A study just published in JAMA Internal Medicine examined the effects of placebo, low-dose cholecalciferol (Vitamin D3), and high-dose cholecalciferol on 1-year changes in total fractional calcium absorption, bone mineral density, Timed Up and Go and five sit-to-stand tests, and muscle mass in postmenopausal women with vitamin D insufficiency. This study was undertaken because “expert” advice had suggested that patients (especially postmenopausal women) with vitamin D levels below 30 ng/L were at increased risk for a variety of health problem, especially decreased bone mass. These conclusions were to a large degree inferential and not based on controlled prospective studies.

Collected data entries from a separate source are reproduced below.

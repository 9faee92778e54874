use crate::constants::{
    ENDPOINT_IN, ENDPOINT_OUT, FLUSH_MAX_READS, FLUSH_READ_SIZE, FLUSH_TIMEOUT, HEADER_SIZE, MAX_FOLLOW_UP_READS,
    READ_TIMEOUT_MARGIN, USB_PACKET_SIZE, WRITE_TIMEOUT,
};
use crate::error::{CommError, SpectroError};
use crate::frame::{self, Frame};
use bytes::{Bytes, BytesMut};
use nusb::{Interface, transfer::RequestBuffer};
use std::future::Future;
use std::time::Duration;
use tokio::sync::{Mutex, MutexGuard};
use tracing::{debug, trace, warn};

/// The two bulk endpoints of one device.
///
/// Implemented over nusb for real hardware; tests plug in a simulated head.
pub trait BulkPipe: Send + Sync + 'static {
    /// Push bytes to the OUT endpoint, returning how many were accepted.
    fn bulk_write(&self, data: Vec<u8>) -> impl Future<Output = Result<usize, SpectroError>> + Send;

    /// Read up to `len` bytes from the IN endpoint. An empty buffer means nothing arrived.
    fn bulk_read(&self, len: usize, timeout: Duration) -> impl Future<Output = Result<Vec<u8>, SpectroError>> + Send;
}

/// Bulk endpoints of a claimed nusb interface.
#[derive(Clone)]
pub struct UsbPipe {
    interface: Interface,
}

impl UsbPipe {
    pub fn new(interface: Interface) -> Self {
        Self { interface }
    }
}

impl BulkPipe for UsbPipe {
    async fn bulk_write(&self, data: Vec<u8>) -> Result<usize, SpectroError> {
        let transfer = self.interface.bulk_out(ENDPOINT_OUT, data);
        let completion = tokio::time::timeout(WRITE_TIMEOUT, transfer).await?;
        let written = completion.into_result()?;
        Ok(written.actual_length())
    }

    async fn bulk_read(&self, len: usize, timeout: Duration) -> Result<Vec<u8>, SpectroError> {
        let transfer = self.interface.bulk_in(ENDPOINT_IN, RequestBuffer::new(len));
        let completion = tokio::time::timeout(timeout, transfer).await?;
        Ok(completion.into_result()?)
    }
}

/// Serialises access to one device's endpoints.
///
/// The slot is taken with `try_lock`: a caller that finds it occupied gets
/// [`SpectroError::Busy`] immediately instead of queueing behind the
/// in-flight exchange.
pub struct Transport<P: BulkPipe> {
    pipe: P,
    slot: Mutex<()>,
}

/// Exclusive access to the endpoints for the duration of one exchange.
pub struct Exchange<'a, P: BulkPipe> {
    pipe: &'a P,
    _slot: MutexGuard<'a, ()>,
}

impl<P: BulkPipe> Transport<P> {
    pub fn new(pipe: P) -> Self {
        Self {
            pipe,
            slot: Mutex::new(()),
        }
    }

    /// Take the slot without waiting.
    pub fn try_begin(&self) -> Result<Exchange<'_, P>, SpectroError> {
        let guard = self.slot.try_lock().map_err(|_| SpectroError::Busy)?;
        Ok(Exchange {
            pipe: &self.pipe,
            _slot: guard,
        })
    }

    /// Write one request frame.
    pub async fn write(&self, frame: Bytes) -> Result<(), SpectroError> {
        self.try_begin()?.write(frame).await
    }

    /// Discard whatever is waiting on the IN endpoint.
    pub async fn flush(&self) -> Result<usize, SpectroError> {
        Ok(self.try_begin()?.flush().await)
    }
}

impl<P: BulkPipe> Exchange<'_, P> {
    /// Write a frame, retrying once if the endpoint accepts nothing.
    pub async fn write(&self, frame: Bytes) -> Result<(), SpectroError> {
        debug!(bytes = hex::encode(&frame), "USB Write");
        if self.pipe.bulk_write(frame.to_vec()).await? > 0 {
            return Ok(());
        }
        warn!("Zero-byte write, retrying once");
        if self.pipe.bulk_write(frame.to_vec()).await? > 0 {
            return Ok(());
        }
        Err(CommError::WriteBlocked.into())
    }

    /// Read a response frame, retrying once. After a second failure the IN
    /// endpoint is drained before the error is returned.
    pub async fn read(&self, integration: Duration) -> Result<Frame, SpectroError> {
        match self.read_once(integration).await {
            Ok(frame) => return Ok(frame),
            Err(SpectroError::DeviceCommunication(err)) => {
                warn!(error = %err, "Read failed, retrying once");
            }
            Err(err) => {
                self.flush().await;
                return Err(err);
            }
        }

        match self.read_once(integration).await {
            Ok(frame) => Ok(frame),
            Err(err) => {
                let drained = self.flush().await;
                warn!(error = %err, drained, "Read failed twice, inbound endpoint flushed");
                Err(err)
            }
        }
    }

    async fn read_once(&self, integration: Duration) -> Result<Frame, SpectroError> {
        let timeout = integration + READ_TIMEOUT_MARGIN;
        let first = self.pipe.bulk_read(USB_PACKET_SIZE, timeout).await?;
        if first.len() < HEADER_SIZE {
            trace!(len = first.len(), "Short header read");
            return Err(CommError::NoResponse.into());
        }
        let header = frame::decode_header(&first)?;
        let bulk_len = header.bulk_length()?;

        let mut raw = BytesMut::from(first.as_slice());
        let expected = USB_PACKET_SIZE + bulk_len;
        let mut reads = 0;
        while raw.len() < expected && reads < MAX_FOLLOW_UP_READS {
            let wanted = frame::round_up_to_packet(expected - raw.len());
            let chunk = self.pipe.bulk_read(wanted, timeout).await?;
            if chunk.is_empty() {
                break;
            }
            raw.extend_from_slice(&chunk);
            reads += 1;
        }

        debug!(bytes = hex::encode(&raw[..raw.len().min(USB_PACKET_SIZE)]), total = raw.len(), "USB Read");
        frame::decode(&raw)
    }

    /// Best-effort drain of stale inbound bytes.
    pub async fn flush(&self) -> usize {
        let mut drained = 0;
        for _ in 0..FLUSH_MAX_READS {
            match self.pipe.bulk_read(FLUSH_READ_SIZE, FLUSH_TIMEOUT).await {
                Ok(chunk) if !chunk.is_empty() => drained += chunk.len(),
                _ => break,
            }
        }
        if drained > 0 {
            debug!(drained, "Flushed stale inbound bytes");
        }
        drained
    }
}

Doctors in practice took to measuring vitamin D levels and to treating those patients whose levels were below the above mentioned 30 ng/L. All of this medical busy work was based on good intentions and the best analysis that could made on the basis of available evidence. This sort of thing happens all the time. The urge to treat seems hard wired into the brains of all who would treat the sick or the maybe sick.

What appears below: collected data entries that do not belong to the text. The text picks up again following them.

// Protocol and sensor constants for the spectroradiometer heads

use std::time::Duration;

/// USB vendor id of the spectral head
pub const VID: u16 = 0x2457;
/// USB product id of the spectral head
pub const PID: u16 = 0x4000;
pub const ENDPOINT_OUT: u8 = 0x01;
pub const ENDPOINT_IN: u8 = 0x81;

/// Size of the fixed request/response header (44 bytes)
pub const HEADER_SIZE: usize = 44;

/// Size of the footer: 16-byte checksum region plus 4-byte end marker
pub const FOOTER_SIZE: usize = 20;

/// Bulk transfers move in multiples of this many bytes
pub const USB_PACKET_SIZE: usize = 64;

/// Capacity of the immediate-data field in the header
pub const IMMEDIATE_CAPACITY: usize = 16;

pub const START_MARKER: [u8; 2] = [0xC1, 0xC0];
pub const END_MARKER: [u8; 4] = [0xC5, 0xC4, 0xC3, 0xC2];
pub const PROTOCOL_VERSION: u16 = 0x1000;
pub const REGARDING_TAG: [u8; 4] = [0xDE, 0xAD, 0xBE, 0xEF];

/// Flag bit set by the device when it has nothing stored for a query
pub const FLAG_NACK: u16 = 0x0008;

/// Number of pixels on the detector
pub const PIXEL_COUNT: usize = 1024;

/// Highest pixel index usable as an interpolation anchor
pub const MAX_PIXEL_INDEX: usize = PIXEL_COUNT - 1;

/// Scans shorter than this are treated as corrupted
pub const MIN_SCAN_SAMPLES: usize = 400;

/// Constant dark floor subtracted from every raw count
pub const DARK_FLOOR_COUNTS: f64 = 1500.0;

/// Raw counts above this value are saturated
pub const SATURATION_COUNTS: u16 = 16383;

/// Auto-integration: peak above this lowers the integration time
pub const TARGET_HIGH: u16 = 16000;
/// Auto-integration: peak the adjustment aims for
pub const TARGET: f64 = 14500.0;
/// Auto-integration: peak below this raises the integration time
pub const TARGET_LOW: u16 = 13000;
/// Auto-integration ceiling, microseconds
pub const MAX_AUTO_INTEGRATION_US: u32 = 2_000_000;
/// Auto-integration floor, microseconds
pub const MIN_AUTO_INTEGRATION_US: u32 = 1_000;
/// Integration used when the scan is heavily saturated, microseconds
pub const SATURATED_INTEGRATION_US: u32 = 3_000;
/// Maximum number of integration adjustments per acquisition
pub const MAX_AUTO_ITERATIONS: usize = 3;

/// Smallest integration period the firmware accepts, microseconds
pub const MIN_INTEGRATION_US: u32 = 10;
/// Integration period applied right after connecting, microseconds
pub const DEFAULT_INTEGRATION_US: u32 = 10_000;

pub const MAX_SCANS_TO_AVERAGE: u16 = 5000;

/// Hot-pixel list capacity in firmware
pub const MAX_HOT_PIXELS: usize = 58;

/// Converts W·m⁻²·nm⁻¹ times wavelength (nm) into µmol·m⁻²·s⁻¹·nm⁻¹
pub const PHOTON_CONVERSION_FACTOR: f64 = 1.0 / (6.022_141_50e23 * 6.626_093_0e-34 * 299_792_458.0 * 1000.0);

pub const LUX_MULTIPLIER: f64 = 638.002;
pub const LUX_TO_FOOTCANDLES: f64 = 1.0 / 10.7693;

pub const WRITE_TIMEOUT: Duration = Duration::from_secs(1);
/// Added on top of the integration time when waiting for a response
pub const READ_TIMEOUT_MARGIN: Duration = Duration::from_millis(500);
/// Added on top of integration × averaging before collecting a spectrum
pub const SETTLE_MARGIN: Duration = Duration::from_millis(10);
/// Granularity of cancellable waits
pub const SETTLE_SLICE: Duration = Duration::from_millis(10);
pub const FLUSH_TIMEOUT: Duration = Duration::from_millis(20);
pub const FLUSH_MAX_READS: usize = 8;
pub const FLUSH_READ_SIZE: usize = 4096;
/// Follow-up reads allowed while collecting a declared bulk payload
pub const MAX_FOLLOW_UP_READS: usize = 2;
use crate::acquisition::{AcquisitionState, auto_integrate, settle_duration, wait_settled};
use crate::calibration::{LampTable, compute_calibration};
use crate::command::{DeviceLink, IrradianceCalibration};
use crate::constants::{MAX_AUTO_ITERATIONS, MAX_HOT_PIXELS, MAX_PIXEL_INDEX, PID, VID};
use crate::correction::{Correction, DarkReference, References, remove_dark_floor};
use crate::derived::Spectrum;
use crate::error::SpectroError;
use crate::geometry::{SensorFamily, WavelengthCoefficients, WavelengthGrid, WavelengthTable, derive_wavelength_table};
use crate::settings::{AcquisitionSettings, DeviceConfig, IntegrationMode, IrradianceUnit};
use crate::transport::{BulkPipe, UsbPipe};
use std::collections::BTreeSet;
use std::fmt;
use std::time::Duration;
use tokio::sync::watch;
use tracing::{debug, info, trace, warn};

const RESET_SETTLE: Duration = Duration::from_millis(50);

/// A stop signal nobody can raise. [`wait_settled`] always runs to its deadline on it.
fn never_stopped() -> watch::Receiver<bool> {
    watch::channel(false).1
}

/// An attached head as seen on the bus, before it is opened.
#[derive(Debug, Clone, PartialEq, Eq)]
pub struct DeviceSummary {
    pub bus_number: u8,
    pub device_address: u8,
    pub serial_number: Option<String>,
}

impl DeviceSummary {
    /// Characters 2..6 of the USB serial, printed on the sensor head label.
    pub fn short_serial(&self) -> Option<&str> {
        self.serial_number.as_deref().and_then(short_serial)
    }

    fn matches(&self, wanted: &str) -> bool {
        self.serial_number.as_deref() == Some(wanted) || self.short_serial() == Some(wanted)
    }
}

impl fmt::Display for DeviceSummary {
    fn fmt(&self, f: &mut fmt::Formatter<'_>) -> fmt::Result {
        write!(
            f,
            "bus {} addr {} serial {}",
            self.bus_number,
            self.device_address,
            self.serial_number.as_deref().unwrap_or("?")
        )
    }
}

fn short_serial(serial: &str) -> Option<&str> {
    serial.get(2..6)
}

/// Enumerate attached spectroradiometers.
pub fn list_devices() -> Result<Vec<DeviceSummary>, SpectroError> {
    Ok(nusb::list_devices()?
        .filter(|d| d.vendor_id() == VID && d.product_id() == PID)
        .map(|d| DeviceSummary {
            bus_number: d.bus_number(),
            device_address: d.device_address(),
            serial_number: d.serial_number().map(str::to_string),
        })
        .collect())
}

/// Who the instrument is.
#[derive(Debug, Clone, Default, PartialEq, Eq)]
pub struct Identity {
    pub serial_number: Option<String>,
    pub alias: Option<String>,
}

impl Identity {
    pub fn short_serial(&self) -> Option<&str> {
        self.serial_number.as_deref().and_then(short_serial)
    }

    /// Alias if set, otherwise the short serial.
    pub fn display_name(&self) -> String {
        self.alias
            .clone()
            .or_else(|| self.short_serial().map(str::to_string))
            .unwrap_or_else(|| "spectroradiometer".to_string())
    }
}

/// One connected spectroradiometer and everything known about it.
pub struct Instrument<P: BulkPipe = UsbPipe> {
    link: DeviceLink<P>,
    config: DeviceConfig,
    identity: Identity,
    coefficients: WavelengthCoefficients,
    hot_pixels: BTreeSet<u16>,
    table: WavelengthTable,
    calibration: Option<IrradianceCalibration>,
    settings: AcquisitionSettings,
    integration_us: u32,
    scans_to_average: u16,
    last_temperature: Option<f32>,
    references: References,
    state: AcquisitionState,
    last_spectrum: Option<Spectrum>,
}

impl Instrument<UsbPipe> {
    /// Open the first matching head and run the connect handshake.
    pub async fn connect(config: DeviceConfig) -> Result<Self, SpectroError> {
        info!("Searching for spectroradiometer...");
        let device_info = nusb::list_devices()?
            .filter(|d| d.vendor_id() == VID && d.product_id() == PID)
            .find(|d| match &config.serial {
                Some(wanted) => DeviceSummary {
                    bus_number: d.bus_number(),
                    device_address: d.device_address(),
                    serial_number: d.serial_number().map(str::to_string),
                }
                .matches(wanted),
                None => true,
            })
            .ok_or(SpectroError::DeviceNotFound)?;

        info!(
            "Found device on bus {} addr {}",
            device_info.bus_number(),
            device_info.device_address()
        );
        let serial_number = device_info.serial_number().map(str::to_string);

        let device = device_info.open()?;
        if config.reset_before_claim {
            info!("Performing USB device reset...");
            device.reset()?;
            tokio::time::sleep(RESET_SETTLE).await;
        }

        let interface = device.detach_and_claim_interface(config.interface).map_err(|e| {
            warn!(error = %e, "Could not claim interface, is another program using the head?");
            SpectroError::from(e)
        })?;
        info!("Interface claimed successfully.");

        let identity = Identity {
            serial_number,
            alias: None,
        };
        Self::from_pipe(UsbPipe::new(interface), config, identity).await
    }
}
#[cfg(test)]
mod tests {
    use super::*;

    #[test]
    fn tables_span_their_ranges() {
        assert_eq!(RQE.len() as u32, PHOTOSYNTHETIC_LAST_NM - PHOTOSYNTHETIC_FIRST_NM + 1);
        assert_eq!(SIGMA_R.len(), RQE.len());
        assert_eq!(SIGMA_FR.len(), RQE.len());
        assert_eq!(CIE_1931.len() as u32, PHOTOPIC_LAST_NM - PHOTOPIC_FIRST_NM + 1);
    }

    #[test]
    fn lookups_outside_range_are_zero() {
        assert_eq!(rqe(299), 0.0);
        assert_eq!(rqe(801), 0.0);
        assert_eq!(photopic(379), 0.0);
        assert_eq!(photopic(781), 0.0);
        assert_eq!(sigma_r(300), 2233.0);
        assert_eq!(photopic(380), 0.000039);
    }

    #[test]
    fn photopic_peaks_near_555() {
        let peak = (PHOTOPIC_FIRST_NM..=PHOTOPIC_LAST_NM)
            .max_by(|a, b| photopic(*a).total_cmp(&photopic(*b)))
            .unwrap();
        assert!((550..=560).contains(&peak), "peak at {}", peak);
    }
}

The current study was a randomized, double-blind, placebo-controlled clinical trial. It concluded that “[h]igh-dose cholecalciferol therapy increased calcium absorption, but the effect was small and did not translate into beneficial effects on bone mineral density, muscle function, muscle mass, or falls. We [the study’s authors] found no data to support experts’ recommendations to maintain serum 25(OH)D levels of 30 ng/mL or higher in postmenopausal women. Instead, we found that low- and high-dose cholecalciferol were equivalent to placebo in their effects on bone and muscle outcomes in this cohort of postmenopausal women with 25(OH)D levels less than 30 ng/mL.”

In other words treating older women with vitamin D accomplished nothing. Not a big surprise. Whether similar results will be found in other populations with other health problems is uncertain. But the burden of proof about the use of extra vitamin D should be on those who advocate its use. In medicine less is more, more often than not.